→ ASSIGNMENT
Please return every line below that contains the string "ApiResponse".

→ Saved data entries
* * * * * * * * *
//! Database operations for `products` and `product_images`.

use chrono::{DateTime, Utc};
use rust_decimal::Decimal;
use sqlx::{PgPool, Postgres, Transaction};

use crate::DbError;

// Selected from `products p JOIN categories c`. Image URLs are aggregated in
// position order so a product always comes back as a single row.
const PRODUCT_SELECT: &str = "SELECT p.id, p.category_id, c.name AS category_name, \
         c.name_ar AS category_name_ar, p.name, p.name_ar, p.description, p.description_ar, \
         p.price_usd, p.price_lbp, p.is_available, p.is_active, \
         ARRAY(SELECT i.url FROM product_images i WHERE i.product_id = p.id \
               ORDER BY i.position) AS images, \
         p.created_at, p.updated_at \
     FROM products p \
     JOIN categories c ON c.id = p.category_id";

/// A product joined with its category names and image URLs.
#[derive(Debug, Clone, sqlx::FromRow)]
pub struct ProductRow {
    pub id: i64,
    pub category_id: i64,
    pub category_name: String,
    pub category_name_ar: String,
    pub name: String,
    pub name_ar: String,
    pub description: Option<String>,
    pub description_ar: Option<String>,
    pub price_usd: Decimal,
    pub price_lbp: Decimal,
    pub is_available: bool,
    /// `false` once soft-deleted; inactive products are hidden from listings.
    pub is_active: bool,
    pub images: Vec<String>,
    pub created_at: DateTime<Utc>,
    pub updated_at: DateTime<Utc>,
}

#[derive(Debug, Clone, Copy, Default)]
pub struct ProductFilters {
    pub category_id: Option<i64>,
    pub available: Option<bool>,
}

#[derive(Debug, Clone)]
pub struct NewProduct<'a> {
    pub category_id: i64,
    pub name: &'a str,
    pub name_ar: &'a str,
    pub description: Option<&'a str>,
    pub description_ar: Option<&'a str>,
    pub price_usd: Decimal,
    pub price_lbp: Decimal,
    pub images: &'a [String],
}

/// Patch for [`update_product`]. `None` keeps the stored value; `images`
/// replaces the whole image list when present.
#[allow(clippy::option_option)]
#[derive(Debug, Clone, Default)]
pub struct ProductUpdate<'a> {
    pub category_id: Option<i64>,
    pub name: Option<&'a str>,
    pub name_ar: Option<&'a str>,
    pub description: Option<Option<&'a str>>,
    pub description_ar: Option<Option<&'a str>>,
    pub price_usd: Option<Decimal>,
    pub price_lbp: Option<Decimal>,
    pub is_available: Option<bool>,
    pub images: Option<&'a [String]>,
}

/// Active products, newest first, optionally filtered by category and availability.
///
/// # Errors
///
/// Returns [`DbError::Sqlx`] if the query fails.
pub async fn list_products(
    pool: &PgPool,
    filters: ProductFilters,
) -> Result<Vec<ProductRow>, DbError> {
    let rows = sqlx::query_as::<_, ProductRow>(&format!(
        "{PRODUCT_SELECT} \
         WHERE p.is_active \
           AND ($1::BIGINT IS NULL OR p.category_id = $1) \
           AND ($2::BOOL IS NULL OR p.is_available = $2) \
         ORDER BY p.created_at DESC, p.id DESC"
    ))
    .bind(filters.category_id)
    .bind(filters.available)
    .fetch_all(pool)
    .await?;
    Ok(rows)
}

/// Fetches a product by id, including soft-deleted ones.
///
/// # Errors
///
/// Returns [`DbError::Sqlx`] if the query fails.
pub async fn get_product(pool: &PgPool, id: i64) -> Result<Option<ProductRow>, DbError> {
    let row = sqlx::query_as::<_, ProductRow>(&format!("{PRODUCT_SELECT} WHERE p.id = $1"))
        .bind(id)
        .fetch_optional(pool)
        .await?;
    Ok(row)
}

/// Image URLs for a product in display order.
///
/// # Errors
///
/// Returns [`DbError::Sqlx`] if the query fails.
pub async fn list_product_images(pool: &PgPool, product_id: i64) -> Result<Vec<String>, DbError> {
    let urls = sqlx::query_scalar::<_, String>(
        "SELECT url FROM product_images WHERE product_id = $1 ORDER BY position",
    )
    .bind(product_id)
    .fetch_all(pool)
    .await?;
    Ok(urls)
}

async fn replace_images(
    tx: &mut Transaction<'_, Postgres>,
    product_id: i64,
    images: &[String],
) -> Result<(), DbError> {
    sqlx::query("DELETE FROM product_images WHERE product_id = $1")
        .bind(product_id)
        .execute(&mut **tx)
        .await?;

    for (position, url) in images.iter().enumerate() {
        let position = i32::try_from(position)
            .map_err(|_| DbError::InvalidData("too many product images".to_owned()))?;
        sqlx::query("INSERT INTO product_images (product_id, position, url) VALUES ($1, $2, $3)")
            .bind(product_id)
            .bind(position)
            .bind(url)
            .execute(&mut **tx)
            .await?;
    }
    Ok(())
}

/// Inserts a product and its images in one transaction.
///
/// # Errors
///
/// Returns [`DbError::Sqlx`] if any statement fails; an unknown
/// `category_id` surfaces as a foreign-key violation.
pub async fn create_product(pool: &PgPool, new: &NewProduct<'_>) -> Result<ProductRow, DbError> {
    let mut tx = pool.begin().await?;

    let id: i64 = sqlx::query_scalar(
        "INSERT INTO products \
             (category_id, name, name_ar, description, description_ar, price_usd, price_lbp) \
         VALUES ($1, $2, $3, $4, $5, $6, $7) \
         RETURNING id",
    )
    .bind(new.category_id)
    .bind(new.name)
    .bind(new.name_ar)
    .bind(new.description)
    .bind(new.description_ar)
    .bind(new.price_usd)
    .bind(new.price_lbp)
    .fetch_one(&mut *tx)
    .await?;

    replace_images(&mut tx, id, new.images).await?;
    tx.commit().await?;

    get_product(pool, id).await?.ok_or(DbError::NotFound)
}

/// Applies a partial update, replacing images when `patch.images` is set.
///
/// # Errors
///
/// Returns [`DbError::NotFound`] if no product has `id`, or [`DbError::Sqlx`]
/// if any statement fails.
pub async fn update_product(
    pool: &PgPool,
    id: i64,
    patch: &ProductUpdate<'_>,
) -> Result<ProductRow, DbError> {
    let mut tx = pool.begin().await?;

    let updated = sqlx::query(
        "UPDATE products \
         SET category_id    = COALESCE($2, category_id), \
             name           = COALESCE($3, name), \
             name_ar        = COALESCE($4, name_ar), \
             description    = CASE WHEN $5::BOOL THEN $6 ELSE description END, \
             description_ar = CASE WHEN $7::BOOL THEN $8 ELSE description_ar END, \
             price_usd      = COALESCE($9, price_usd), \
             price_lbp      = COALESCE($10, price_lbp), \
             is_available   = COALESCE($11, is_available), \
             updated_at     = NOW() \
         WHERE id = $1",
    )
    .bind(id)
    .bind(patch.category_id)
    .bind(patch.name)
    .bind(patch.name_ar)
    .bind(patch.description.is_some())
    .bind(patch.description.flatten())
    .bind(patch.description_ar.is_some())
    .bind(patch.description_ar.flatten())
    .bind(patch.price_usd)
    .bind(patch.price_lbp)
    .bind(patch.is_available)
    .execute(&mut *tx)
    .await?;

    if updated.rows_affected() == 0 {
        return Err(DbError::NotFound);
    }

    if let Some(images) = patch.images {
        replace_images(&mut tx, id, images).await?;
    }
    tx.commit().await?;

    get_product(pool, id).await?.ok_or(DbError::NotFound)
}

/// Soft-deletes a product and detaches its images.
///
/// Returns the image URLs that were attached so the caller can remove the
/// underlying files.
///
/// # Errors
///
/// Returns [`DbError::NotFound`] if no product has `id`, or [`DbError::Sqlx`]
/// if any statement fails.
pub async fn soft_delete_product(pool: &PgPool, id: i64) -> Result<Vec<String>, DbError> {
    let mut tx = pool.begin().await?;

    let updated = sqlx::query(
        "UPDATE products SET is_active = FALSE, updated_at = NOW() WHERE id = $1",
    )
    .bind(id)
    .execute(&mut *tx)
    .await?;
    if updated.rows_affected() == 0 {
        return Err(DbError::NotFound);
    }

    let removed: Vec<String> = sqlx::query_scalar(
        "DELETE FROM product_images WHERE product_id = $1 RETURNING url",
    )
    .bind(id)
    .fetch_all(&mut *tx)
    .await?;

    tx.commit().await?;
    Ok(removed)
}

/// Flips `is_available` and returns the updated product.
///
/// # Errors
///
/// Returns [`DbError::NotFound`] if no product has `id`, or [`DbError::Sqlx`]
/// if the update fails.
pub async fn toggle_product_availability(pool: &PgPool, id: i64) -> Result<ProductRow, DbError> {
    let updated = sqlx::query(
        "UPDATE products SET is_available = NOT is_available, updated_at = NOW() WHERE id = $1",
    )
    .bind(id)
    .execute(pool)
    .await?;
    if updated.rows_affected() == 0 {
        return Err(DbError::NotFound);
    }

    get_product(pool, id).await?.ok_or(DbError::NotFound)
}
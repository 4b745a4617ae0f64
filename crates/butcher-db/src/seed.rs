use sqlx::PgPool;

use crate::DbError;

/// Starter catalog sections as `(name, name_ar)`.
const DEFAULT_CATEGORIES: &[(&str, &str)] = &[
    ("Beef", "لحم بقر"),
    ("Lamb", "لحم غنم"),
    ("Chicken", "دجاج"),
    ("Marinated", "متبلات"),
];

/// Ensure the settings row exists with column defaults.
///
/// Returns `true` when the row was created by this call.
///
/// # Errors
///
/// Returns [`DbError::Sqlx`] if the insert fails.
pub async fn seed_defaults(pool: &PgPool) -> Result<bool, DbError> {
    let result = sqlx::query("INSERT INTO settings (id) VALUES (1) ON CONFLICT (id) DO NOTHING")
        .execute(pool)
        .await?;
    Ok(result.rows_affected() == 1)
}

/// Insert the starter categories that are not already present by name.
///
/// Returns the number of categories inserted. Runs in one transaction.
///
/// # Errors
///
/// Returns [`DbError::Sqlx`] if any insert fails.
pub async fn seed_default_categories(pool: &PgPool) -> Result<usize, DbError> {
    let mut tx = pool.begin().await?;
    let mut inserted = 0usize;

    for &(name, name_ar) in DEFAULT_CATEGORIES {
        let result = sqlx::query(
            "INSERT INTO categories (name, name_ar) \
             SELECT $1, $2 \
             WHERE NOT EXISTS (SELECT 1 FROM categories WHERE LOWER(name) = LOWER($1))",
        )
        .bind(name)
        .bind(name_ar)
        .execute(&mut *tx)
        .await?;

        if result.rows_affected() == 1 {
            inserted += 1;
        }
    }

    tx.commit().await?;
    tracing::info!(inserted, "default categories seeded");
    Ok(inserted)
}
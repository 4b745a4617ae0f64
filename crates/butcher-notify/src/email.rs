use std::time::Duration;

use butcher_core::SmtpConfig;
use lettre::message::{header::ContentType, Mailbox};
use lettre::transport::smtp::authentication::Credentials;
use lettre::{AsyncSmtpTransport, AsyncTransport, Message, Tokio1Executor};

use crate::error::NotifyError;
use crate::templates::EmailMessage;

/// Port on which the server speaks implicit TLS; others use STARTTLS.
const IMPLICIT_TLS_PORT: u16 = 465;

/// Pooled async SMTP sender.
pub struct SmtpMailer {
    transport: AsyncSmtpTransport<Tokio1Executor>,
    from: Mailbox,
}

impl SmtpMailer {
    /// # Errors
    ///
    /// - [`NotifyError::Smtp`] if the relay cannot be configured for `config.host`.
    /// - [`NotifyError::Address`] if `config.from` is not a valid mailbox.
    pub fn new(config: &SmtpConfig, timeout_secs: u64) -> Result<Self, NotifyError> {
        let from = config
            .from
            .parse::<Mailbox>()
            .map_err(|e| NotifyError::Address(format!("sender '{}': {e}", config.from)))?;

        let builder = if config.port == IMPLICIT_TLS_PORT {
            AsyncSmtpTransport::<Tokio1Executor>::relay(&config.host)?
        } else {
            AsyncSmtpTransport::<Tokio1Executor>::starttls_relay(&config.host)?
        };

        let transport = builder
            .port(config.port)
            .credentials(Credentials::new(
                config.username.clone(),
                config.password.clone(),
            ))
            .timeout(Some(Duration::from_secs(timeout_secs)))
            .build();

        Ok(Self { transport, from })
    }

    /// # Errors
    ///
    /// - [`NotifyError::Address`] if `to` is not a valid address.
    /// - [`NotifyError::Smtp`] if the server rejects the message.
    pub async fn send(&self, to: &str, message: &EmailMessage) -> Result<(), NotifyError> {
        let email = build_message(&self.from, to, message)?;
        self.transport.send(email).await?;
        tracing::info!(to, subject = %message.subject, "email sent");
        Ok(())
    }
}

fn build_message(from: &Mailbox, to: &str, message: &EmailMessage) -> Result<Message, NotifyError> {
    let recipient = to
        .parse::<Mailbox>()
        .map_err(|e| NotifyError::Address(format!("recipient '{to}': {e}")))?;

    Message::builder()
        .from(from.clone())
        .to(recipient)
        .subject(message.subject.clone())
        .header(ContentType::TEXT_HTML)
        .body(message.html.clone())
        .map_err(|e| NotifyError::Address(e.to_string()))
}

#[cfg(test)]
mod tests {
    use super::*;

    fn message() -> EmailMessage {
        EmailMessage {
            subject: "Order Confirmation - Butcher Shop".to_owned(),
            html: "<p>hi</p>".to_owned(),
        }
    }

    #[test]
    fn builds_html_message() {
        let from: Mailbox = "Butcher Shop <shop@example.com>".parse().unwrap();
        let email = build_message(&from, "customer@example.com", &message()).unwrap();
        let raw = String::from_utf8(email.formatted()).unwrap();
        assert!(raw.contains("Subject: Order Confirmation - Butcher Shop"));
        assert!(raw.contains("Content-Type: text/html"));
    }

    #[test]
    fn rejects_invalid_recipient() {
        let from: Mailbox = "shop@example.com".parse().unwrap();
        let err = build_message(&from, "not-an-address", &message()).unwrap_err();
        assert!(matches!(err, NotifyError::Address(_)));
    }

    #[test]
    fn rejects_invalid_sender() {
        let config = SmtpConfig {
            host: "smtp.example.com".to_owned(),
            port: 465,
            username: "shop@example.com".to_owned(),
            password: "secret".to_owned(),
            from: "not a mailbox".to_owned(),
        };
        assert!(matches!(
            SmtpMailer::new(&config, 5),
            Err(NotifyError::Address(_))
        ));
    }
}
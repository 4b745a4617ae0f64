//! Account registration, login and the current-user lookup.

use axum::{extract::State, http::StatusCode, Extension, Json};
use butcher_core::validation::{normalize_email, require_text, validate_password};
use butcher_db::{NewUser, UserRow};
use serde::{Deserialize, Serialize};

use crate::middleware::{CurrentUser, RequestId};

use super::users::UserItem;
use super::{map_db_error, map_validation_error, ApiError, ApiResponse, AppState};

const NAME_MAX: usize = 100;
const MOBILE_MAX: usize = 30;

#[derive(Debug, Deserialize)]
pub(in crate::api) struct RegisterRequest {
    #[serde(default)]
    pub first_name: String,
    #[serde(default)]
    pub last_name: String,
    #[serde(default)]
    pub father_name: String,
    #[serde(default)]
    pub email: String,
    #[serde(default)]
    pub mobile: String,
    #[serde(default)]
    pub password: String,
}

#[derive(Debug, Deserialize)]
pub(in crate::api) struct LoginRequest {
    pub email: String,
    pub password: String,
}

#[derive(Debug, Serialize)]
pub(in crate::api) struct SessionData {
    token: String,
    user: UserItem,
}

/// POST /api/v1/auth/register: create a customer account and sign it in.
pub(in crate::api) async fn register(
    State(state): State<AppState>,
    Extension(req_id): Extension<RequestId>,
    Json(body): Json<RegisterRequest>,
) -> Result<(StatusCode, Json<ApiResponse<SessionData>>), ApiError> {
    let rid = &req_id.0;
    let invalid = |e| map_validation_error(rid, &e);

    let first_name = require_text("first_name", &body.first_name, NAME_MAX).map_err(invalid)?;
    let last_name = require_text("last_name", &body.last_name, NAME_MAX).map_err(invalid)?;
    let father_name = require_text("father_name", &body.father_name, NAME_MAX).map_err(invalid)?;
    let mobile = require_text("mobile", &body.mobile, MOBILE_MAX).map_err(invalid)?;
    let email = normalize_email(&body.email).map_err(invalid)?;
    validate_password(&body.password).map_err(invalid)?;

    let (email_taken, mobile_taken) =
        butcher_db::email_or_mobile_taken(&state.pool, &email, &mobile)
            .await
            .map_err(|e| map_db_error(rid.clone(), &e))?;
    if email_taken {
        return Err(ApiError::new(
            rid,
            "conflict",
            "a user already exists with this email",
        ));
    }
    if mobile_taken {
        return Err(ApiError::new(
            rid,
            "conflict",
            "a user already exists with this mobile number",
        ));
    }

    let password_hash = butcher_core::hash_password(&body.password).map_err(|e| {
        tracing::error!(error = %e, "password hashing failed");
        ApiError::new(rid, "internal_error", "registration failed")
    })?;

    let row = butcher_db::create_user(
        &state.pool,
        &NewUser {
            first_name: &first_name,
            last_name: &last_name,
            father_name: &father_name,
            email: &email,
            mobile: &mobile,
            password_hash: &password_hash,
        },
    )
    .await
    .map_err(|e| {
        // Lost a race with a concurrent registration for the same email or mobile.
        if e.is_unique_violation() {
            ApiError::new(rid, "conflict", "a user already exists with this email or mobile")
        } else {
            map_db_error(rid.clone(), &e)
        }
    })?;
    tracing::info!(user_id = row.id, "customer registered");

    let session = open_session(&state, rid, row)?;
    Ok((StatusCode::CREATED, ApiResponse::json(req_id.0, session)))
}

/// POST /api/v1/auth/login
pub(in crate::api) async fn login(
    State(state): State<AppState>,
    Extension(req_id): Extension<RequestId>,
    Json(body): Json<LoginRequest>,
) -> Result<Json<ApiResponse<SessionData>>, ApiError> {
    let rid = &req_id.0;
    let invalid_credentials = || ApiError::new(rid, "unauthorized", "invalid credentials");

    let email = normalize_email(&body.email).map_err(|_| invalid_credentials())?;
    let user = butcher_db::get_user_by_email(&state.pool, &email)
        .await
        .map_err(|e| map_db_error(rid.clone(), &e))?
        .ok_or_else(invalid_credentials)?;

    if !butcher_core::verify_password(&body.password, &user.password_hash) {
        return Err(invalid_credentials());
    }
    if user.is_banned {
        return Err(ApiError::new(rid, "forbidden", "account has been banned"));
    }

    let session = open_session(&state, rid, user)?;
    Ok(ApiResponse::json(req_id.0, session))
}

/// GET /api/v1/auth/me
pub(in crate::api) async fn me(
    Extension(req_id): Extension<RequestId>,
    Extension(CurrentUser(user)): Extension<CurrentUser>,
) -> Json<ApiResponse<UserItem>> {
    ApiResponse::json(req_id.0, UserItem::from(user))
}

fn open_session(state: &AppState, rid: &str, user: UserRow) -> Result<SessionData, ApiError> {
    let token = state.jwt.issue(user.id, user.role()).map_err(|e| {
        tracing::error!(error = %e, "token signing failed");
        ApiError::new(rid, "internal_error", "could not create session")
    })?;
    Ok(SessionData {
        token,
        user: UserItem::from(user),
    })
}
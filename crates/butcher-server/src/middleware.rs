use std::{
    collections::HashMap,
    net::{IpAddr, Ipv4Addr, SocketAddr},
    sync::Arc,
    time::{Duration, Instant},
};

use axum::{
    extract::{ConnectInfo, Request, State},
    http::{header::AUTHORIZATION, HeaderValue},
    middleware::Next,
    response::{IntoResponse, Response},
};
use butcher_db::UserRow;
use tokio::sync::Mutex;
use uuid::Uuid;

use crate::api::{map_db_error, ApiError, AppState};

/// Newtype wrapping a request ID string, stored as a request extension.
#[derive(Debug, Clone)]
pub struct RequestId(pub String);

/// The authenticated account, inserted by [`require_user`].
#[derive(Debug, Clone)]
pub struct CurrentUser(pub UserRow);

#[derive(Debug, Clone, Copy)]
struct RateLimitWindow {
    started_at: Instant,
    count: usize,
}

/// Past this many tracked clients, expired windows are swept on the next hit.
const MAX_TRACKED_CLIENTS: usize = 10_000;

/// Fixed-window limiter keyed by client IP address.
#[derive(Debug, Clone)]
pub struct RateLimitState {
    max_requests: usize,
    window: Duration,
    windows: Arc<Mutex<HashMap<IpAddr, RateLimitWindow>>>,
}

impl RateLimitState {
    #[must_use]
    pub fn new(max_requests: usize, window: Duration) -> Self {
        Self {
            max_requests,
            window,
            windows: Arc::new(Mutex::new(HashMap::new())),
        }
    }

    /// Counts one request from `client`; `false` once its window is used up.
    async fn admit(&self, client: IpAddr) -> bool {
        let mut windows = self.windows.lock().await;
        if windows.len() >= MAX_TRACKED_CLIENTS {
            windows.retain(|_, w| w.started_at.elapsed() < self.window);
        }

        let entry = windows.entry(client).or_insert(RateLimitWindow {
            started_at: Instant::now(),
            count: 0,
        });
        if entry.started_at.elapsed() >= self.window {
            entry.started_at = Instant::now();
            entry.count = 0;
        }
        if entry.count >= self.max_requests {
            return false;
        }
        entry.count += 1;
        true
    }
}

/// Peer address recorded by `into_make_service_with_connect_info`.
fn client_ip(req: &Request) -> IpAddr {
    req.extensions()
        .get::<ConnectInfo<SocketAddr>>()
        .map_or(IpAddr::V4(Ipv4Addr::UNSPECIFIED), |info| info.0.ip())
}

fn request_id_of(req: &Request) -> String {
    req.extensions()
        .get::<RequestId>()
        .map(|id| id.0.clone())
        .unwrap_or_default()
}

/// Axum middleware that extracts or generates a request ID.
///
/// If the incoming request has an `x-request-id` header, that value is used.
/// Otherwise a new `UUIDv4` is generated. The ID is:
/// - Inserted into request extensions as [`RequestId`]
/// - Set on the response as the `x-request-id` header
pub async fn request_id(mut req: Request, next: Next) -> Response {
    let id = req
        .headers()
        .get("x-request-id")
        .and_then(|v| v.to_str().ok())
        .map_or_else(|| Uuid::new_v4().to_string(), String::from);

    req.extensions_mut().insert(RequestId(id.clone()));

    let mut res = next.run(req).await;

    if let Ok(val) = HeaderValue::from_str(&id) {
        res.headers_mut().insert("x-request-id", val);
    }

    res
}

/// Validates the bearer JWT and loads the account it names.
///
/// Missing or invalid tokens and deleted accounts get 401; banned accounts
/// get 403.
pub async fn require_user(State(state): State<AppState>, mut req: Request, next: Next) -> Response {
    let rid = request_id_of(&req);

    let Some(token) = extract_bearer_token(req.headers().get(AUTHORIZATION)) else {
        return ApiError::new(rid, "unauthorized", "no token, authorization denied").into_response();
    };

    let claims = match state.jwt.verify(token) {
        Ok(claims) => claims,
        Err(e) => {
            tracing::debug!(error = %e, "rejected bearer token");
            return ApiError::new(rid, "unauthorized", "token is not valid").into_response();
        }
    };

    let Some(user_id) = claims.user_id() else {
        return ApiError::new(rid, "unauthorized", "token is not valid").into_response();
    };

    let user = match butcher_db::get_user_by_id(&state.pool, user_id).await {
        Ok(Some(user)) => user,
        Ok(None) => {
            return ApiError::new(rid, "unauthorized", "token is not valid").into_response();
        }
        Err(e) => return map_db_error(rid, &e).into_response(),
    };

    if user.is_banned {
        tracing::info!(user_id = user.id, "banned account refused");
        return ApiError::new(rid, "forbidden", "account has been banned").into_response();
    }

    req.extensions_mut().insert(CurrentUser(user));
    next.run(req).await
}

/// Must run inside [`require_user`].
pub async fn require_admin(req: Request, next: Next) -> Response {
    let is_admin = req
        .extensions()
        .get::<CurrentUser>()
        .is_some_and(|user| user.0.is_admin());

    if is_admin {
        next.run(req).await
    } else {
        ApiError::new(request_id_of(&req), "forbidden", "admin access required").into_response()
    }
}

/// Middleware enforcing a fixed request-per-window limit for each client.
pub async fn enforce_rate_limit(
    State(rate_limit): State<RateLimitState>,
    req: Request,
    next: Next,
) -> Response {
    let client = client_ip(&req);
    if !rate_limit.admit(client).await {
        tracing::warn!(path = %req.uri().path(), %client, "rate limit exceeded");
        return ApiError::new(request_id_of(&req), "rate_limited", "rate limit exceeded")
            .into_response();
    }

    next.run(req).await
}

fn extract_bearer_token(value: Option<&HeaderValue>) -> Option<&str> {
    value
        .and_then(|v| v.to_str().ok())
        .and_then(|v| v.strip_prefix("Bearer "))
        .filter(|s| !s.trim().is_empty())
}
* * * * * * * * *
→ RESULT
use super::{map_db_error, map_validation_error, ApiError, ApiResponse, AppState};
) -> Result<(StatusCode, Json<ApiResponse<SessionData>>), ApiError> {
    Ok((StatusCode::CREATED, ApiResponse::json(req_id.0, session)))
) -> Result<Json<ApiResponse<SessionData>>, ApiError> {
    Ok(ApiResponse::json(req_id.0, session))
) -> Json<ApiResponse<UserItem>> {
    ApiResponse::json(req_id.0, UserItem::from(user))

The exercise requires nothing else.